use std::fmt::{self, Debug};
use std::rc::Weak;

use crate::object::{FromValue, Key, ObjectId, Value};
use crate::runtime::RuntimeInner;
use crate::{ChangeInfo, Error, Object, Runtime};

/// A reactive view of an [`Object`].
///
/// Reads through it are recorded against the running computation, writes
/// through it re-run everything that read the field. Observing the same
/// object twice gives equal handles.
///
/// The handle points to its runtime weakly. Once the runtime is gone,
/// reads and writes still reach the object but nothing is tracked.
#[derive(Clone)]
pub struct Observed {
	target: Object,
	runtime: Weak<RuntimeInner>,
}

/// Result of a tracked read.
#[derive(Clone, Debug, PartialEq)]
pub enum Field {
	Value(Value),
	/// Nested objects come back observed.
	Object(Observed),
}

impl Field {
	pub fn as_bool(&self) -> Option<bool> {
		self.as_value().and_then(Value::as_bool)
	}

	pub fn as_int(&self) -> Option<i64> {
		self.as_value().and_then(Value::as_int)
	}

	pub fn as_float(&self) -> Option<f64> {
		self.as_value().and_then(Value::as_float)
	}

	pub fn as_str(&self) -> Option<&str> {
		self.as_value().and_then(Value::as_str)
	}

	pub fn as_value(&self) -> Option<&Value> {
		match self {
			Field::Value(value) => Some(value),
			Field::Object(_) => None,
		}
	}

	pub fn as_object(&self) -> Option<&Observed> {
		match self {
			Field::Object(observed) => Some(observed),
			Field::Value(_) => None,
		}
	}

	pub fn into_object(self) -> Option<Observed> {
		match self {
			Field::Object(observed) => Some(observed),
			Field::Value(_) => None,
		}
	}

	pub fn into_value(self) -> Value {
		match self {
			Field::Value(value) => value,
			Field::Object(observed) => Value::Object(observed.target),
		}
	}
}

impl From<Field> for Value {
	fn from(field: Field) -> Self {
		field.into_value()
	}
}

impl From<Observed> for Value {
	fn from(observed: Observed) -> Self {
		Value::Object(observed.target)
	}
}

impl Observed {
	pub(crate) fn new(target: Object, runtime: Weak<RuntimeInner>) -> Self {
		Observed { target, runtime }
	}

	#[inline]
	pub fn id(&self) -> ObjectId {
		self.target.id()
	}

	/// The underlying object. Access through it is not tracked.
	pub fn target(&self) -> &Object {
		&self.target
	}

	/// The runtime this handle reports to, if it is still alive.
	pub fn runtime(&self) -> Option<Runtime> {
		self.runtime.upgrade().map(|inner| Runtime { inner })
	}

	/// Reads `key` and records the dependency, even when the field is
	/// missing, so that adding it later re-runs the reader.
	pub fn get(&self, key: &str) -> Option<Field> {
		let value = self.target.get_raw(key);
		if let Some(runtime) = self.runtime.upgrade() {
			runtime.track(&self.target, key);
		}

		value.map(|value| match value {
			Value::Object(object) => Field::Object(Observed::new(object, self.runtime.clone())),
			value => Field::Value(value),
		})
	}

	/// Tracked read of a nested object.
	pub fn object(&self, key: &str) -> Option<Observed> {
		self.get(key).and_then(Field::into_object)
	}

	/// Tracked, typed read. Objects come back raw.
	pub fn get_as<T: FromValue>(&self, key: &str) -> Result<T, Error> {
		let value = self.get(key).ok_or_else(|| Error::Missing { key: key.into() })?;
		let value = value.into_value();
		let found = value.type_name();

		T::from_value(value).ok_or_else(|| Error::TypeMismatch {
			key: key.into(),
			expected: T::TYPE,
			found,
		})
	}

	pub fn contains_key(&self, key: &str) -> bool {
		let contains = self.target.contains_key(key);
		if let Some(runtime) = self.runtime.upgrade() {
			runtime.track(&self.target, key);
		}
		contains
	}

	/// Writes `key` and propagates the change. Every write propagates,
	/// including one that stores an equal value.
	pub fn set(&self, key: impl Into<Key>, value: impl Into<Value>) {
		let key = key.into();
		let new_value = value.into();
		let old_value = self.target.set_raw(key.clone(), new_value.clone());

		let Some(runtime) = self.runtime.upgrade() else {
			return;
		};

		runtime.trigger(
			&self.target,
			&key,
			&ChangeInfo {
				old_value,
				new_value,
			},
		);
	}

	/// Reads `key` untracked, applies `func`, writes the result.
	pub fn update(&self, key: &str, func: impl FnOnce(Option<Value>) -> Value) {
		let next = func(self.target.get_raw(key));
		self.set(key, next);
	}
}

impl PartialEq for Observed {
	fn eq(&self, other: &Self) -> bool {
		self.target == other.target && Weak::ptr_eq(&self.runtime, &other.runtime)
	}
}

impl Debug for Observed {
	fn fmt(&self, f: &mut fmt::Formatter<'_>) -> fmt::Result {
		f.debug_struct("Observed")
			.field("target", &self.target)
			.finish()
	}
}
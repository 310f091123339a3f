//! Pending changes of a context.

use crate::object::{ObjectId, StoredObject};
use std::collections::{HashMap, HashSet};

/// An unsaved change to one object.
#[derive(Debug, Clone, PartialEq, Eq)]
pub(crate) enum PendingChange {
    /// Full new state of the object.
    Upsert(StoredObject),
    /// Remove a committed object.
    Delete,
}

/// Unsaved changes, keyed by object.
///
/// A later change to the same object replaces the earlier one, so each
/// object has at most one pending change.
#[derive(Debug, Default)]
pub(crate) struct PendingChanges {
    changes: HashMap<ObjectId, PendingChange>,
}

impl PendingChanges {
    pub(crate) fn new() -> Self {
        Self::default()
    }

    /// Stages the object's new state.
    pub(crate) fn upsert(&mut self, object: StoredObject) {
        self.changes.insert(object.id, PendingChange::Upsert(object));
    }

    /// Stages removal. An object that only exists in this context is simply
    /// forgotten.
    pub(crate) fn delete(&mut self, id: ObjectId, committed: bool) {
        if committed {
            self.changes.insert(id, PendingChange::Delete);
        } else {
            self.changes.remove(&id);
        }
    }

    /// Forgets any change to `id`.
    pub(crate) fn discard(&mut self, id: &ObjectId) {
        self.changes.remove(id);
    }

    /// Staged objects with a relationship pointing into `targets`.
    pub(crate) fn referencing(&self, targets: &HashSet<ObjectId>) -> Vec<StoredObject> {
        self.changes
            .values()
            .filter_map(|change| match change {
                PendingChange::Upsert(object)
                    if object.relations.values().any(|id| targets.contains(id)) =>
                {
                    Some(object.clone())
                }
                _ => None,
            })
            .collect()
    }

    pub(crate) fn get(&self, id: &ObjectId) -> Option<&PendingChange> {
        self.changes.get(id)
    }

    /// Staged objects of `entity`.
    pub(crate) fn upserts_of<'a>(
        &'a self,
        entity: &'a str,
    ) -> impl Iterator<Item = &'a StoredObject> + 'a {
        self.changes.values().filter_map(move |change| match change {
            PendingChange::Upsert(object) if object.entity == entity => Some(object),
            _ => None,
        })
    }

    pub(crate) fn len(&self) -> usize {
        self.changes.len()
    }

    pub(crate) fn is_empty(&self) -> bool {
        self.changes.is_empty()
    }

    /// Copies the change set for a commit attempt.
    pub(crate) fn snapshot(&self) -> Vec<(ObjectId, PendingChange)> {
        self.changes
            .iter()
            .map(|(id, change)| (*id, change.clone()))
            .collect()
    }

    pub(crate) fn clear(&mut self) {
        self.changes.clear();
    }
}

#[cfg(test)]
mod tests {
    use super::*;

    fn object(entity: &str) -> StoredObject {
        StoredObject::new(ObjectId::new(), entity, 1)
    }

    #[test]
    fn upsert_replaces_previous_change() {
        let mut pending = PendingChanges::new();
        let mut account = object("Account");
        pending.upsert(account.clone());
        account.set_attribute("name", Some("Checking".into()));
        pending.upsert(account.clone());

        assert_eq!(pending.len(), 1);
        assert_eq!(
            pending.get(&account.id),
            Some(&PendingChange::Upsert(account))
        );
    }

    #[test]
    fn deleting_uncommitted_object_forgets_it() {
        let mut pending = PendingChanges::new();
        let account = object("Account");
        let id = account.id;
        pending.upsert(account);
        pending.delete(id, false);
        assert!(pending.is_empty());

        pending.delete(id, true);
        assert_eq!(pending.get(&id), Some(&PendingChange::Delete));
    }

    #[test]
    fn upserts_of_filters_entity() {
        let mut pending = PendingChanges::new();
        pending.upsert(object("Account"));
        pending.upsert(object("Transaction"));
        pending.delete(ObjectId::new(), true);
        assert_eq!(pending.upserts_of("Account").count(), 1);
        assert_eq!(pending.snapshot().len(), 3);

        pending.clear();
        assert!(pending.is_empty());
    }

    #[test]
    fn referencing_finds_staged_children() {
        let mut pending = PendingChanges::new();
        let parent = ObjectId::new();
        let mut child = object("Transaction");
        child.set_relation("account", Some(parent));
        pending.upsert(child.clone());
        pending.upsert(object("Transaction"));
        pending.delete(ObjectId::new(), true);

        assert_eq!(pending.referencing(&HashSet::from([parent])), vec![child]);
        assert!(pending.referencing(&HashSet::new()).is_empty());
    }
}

..............................

**PROBLEM TO WORK ON**
Using the material above, quote the first line and each line after it, stopping at and including the line that holds "pub fn as_bool(&self)".

**EXERCISE OUTPUT**
use std::fmt::{self, Debug};
use std::rc::Weak;

use crate::object::{FromValue, Key, ObjectId, Value};
use crate::runtime::RuntimeInner;
use crate::{ChangeInfo, Error, Object, Runtime};

/// A reactive view of an [`Object`].
///
/// Reads through it are recorded against the running computation, writes
/// through it re-run everything that read the field. Observing the same
/// object twice gives equal handles.
///
/// The handle points to its runtime weakly. Once the runtime is gone,
/// reads and writes still reach the object but nothing is tracked.
#[derive(Clone)]
pub struct Observed {
	target: Object,
	runtime: Weak<RuntimeInner>,
}

/// Result of a tracked read.
#[derive(Clone, Debug, PartialEq)]
pub enum Field {
	Value(Value),
	/// Nested objects come back observed.
	Object(Observed),
}

impl Field {
	pub fn as_bool(&self) -> Option<bool> {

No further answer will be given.